Stored data entries

++++++

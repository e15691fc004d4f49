//! Geometrische Primitive (Beschreibungs-Records) und Konstruktions-Solver.
//!
//! Die Records sind reine Daten: Linie, Bogen, Kreis, Ellipse, Polylinie.
//! Jede Primitive bringt ihre Abfragen (End-/Mittelpunkte, nächster Punkt)
//! und ihre Konstruktions-Solver mit. Solver liefern `Option`/`SolutionSet`
//! und verändern bei Misserfolg nichts.

pub mod arc;
pub mod circle;
pub mod corner;
pub mod ellipse;
pub mod intersection;
pub mod line;
pub mod polyline;

pub use arc::ArcData;
pub use circle::{inscribe_3_lines, tan1_2p_centers, tan1_2p_closest, CircleData};
pub use corner::{bevel_lines, round_lines, CornerResult};
pub use ellipse::EllipseData;
pub use intersection::{intersect_entities, self_intersections};
pub use line::{intersect_lines, LineData};
pub use polyline::{exit_direction, solve_bulge, BulgeParams, BulgeSolution, PolylineData, SegmentMode};

use serde::{Deserialize, Serialize};

use crate::core::{Quadratic, Vector};

/// Entitäts-Art (Tag für die geschlossene Variantenmenge).
#[derive(Debug, Clone, Copy, PartialEq, Eq, Hash, Serialize, Deserialize)]
pub enum EntityKind {
    Line,
    Arc,
    Circle,
    Ellipse,
    Polyline,
}

impl EntityKind {
    /// Container-Arten enthalten atomare Segmente.
    pub fn is_container(self) -> bool {
        matches!(self, EntityKind::Polyline)
    }
}

/// Geometrie einer Entität.
#[derive(Debug, Clone, PartialEq, Serialize, Deserialize)]
pub enum EntityData {
    Line(LineData),
    Arc(ArcData),
    Circle(CircleData),
    Ellipse(EllipseData),
    Polyline(PolylineData),
}

impl EntityData {
    pub fn kind(&self) -> EntityKind {
        match self {
            EntityData::Line(_) => EntityKind::Line,
            EntityData::Arc(_) => EntityKind::Arc,
            EntityData::Circle(_) => EntityKind::Circle,
            EntityData::Ellipse(_) => EntityKind::Ellipse,
            EntityData::Polyline(_) => EntityKind::Polyline,
        }
    }

    /// Atomare Segmente: die Entität selbst oder die Segmente einer Polylinie.
    pub fn segments(&self) -> Vec<EntityData> {
        match self {
            EntityData::Polyline(p) => p.segments(),
            other => vec![other.clone()],
        }
    }

    /// Startpunkt (ungültig für geschlossene Kurven).
    pub fn start_point(&self) -> Vector {
        match self {
            EntityData::Line(l) => l.start,
            EntityData::Arc(a) => a.start_point(),
            EntityData::Ellipse(e) if !e.is_full() => e.start_point(),
            EntityData::Polyline(p) => p.start_point(),
            _ => Vector::invalid(),
        }
    }

    /// Endpunkt (ungültig für geschlossene Kurven).
    pub fn end_point(&self) -> Vector {
        match self {
            EntityData::Line(l) => l.end,
            EntityData::Arc(a) => a.end_point(),
            EntityData::Ellipse(e) if !e.is_full() => e.end_point(),
            EntityData::Polyline(p) => p.end_point(),
            _ => Vector::invalid(),
        }
    }

    /// Alle Endpunkte der atomaren Segmente.
    pub fn endpoints(&self) -> Vec<Vector> {
        self.segments()
            .iter()
            .flat_map(|s| [s.start_point(), s.end_point()])
            .filter(|v| v.valid)
            .collect()
    }

    /// Mittelpunkt (ungültig für Linien und Polylinien).
    pub fn center(&self) -> Vector {
        match self {
            EntityData::Arc(a) => a.center,
            EntityData::Circle(c) => c.center,
            EntityData::Ellipse(e) => e.center,
            _ => Vector::invalid(),
        }
    }

    /// Radius für Kreis und Bogen.
    pub fn radius(&self) -> Option<f64> {
        match self {
            EntityData::Arc(a) => Some(a.radius),
            EntityData::Circle(c) => Some(c.radius),
            _ => None,
        }
    }

    /// Teilungspunkte bei `divisions` gleichen Abschnitten-Grenzen.
    pub fn middle_points(&self, divisions: usize) -> Vec<Vector> {
        match self {
            EntityData::Line(l) => l.middle_points(divisions),
            EntityData::Arc(a) => a.middle_points(divisions),
            EntityData::Ellipse(e) if !e.is_full() => e.middle_points(divisions),
            EntityData::Polyline(p) => p
                .segments()
                .iter()
                .flat_map(|s| s.middle_points(divisions))
                .collect(),
            _ => Vec::new(),
        }
    }

    /// Nächster Punkt auf der Entität (bzw. ihrer Verlängerung bei
    /// `on_entity == false`) und dessen Distanz.
    pub fn nearest_point_on(&self, coord: Vector, on_entity: bool) -> (Vector, f64) {
        let point = match self {
            EntityData::Line(l) => l.nearest_point_on(coord, on_entity),
            EntityData::Arc(a) => a.nearest_point_on(coord, on_entity),
            EntityData::Circle(c) => c.nearest_point_on(coord),
            EntityData::Ellipse(e) => e.nearest_point_on(coord, on_entity),
            EntityData::Polyline(p) => {
                return p
                    .segments()
                    .iter()
                    .map(|s| s.nearest_point_on(coord, on_entity))
                    .fold((Vector::invalid(), crate::core::MAX_DISTANCE), |best, cur| {
                        if cur.1 < best.1 {
                            cur
                        } else {
                            best
                        }
                    });
            }
        };
        (point, coord.distance_to(point))
    }

    /// Distanz eines Punkts zur Entität.
    pub fn distance_to_point(&self, coord: Vector) -> f64 {
        self.nearest_point_on(coord, true).1
    }

    /// Punkt im Abstand `distance` vom nächstgelegenen Endpunkt entlang der Entität.
    pub fn nearest_dist(&self, distance: f64, coord: Vector) -> Vector {
        match self {
            EntityData::Line(l) => l.nearest_dist(distance, coord),
            EntityData::Arc(a) => a.nearest_dist(distance, coord),
            EntityData::Polyline(p) => p
                .segments()
                .iter()
                .map(|s| s.nearest_dist(distance, coord))
                .min_by(|a, b| coord.squared_to(*a).total_cmp(&coord.squared_to(*b)))
                .unwrap_or_default(),
            _ => Vector::invalid(),
        }
    }

    /// Liegt der Punkt (innerhalb `tolerance`) auf dem begrenzten Segment?
    pub fn is_point_on(&self, point: Vector, tolerance: f64) -> bool {
        self.segments()
            .iter()
            .any(|s| s.nearest_point_on(point, true).1 <= tolerance)
    }

    /// Implizite Darstellung der Trägerkurve (nur atomare Entitäten).
    pub fn to_quadratic(&self) -> Quadratic {
        match self {
            EntityData::Line(l) => Quadratic::from_line(l.start, l.end),
            EntityData::Arc(a) => Quadratic::from_circle(a.center, a.radius),
            EntityData::Circle(c) => Quadratic::from_circle(c.center, c.radius),
            EntityData::Ellipse(e) => Quadratic::from_ellipse(e.center, e.major_p, e.ratio),
            EntityData::Polyline(_) => Quadratic::invalid(),
        }
    }

    /// Verschiebt die Entität.
    pub fn move_by(&mut self, offset: Vector) {
        match self {
            EntityData::Line(l) => {
                l.start = l.start + offset;
                l.end = l.end + offset;
            }
            EntityData::Arc(a) => a.center = a.center + offset,
            EntityData::Circle(c) => c.center = c.center + offset,
            EntityData::Ellipse(e) => e.center = e.center + offset,
            EntityData::Polyline(p) => {
                for v in p.vertices.iter_mut() {
                    *v = *v + offset;
                }
            }
        }
    }
}

impl From<LineData> for EntityData {
    fn from(d: LineData) -> Self {
        EntityData::Line(d)
    }
}

impl From<ArcData> for EntityData {
    fn from(d: ArcData) -> Self {
        EntityData::Arc(d)
    }
}

impl From<CircleData> for EntityData {
    fn from(d: CircleData) -> Self {
        EntityData::Circle(d)
    }
}

impl From<EllipseData> for EntityData {
    fn from(d: EllipseData) -> Self {
        EntityData::Ellipse(d)
    }
}

impl From<PolylineData> for EntityData {
    fn from(d: PolylineData) -> Self {
        EntityData::Polyline(d)
    }
}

++++++

● **What is expected**: Count the lines above that include the word "Records". Reply with that number alone.

● **Solution to this task**: 2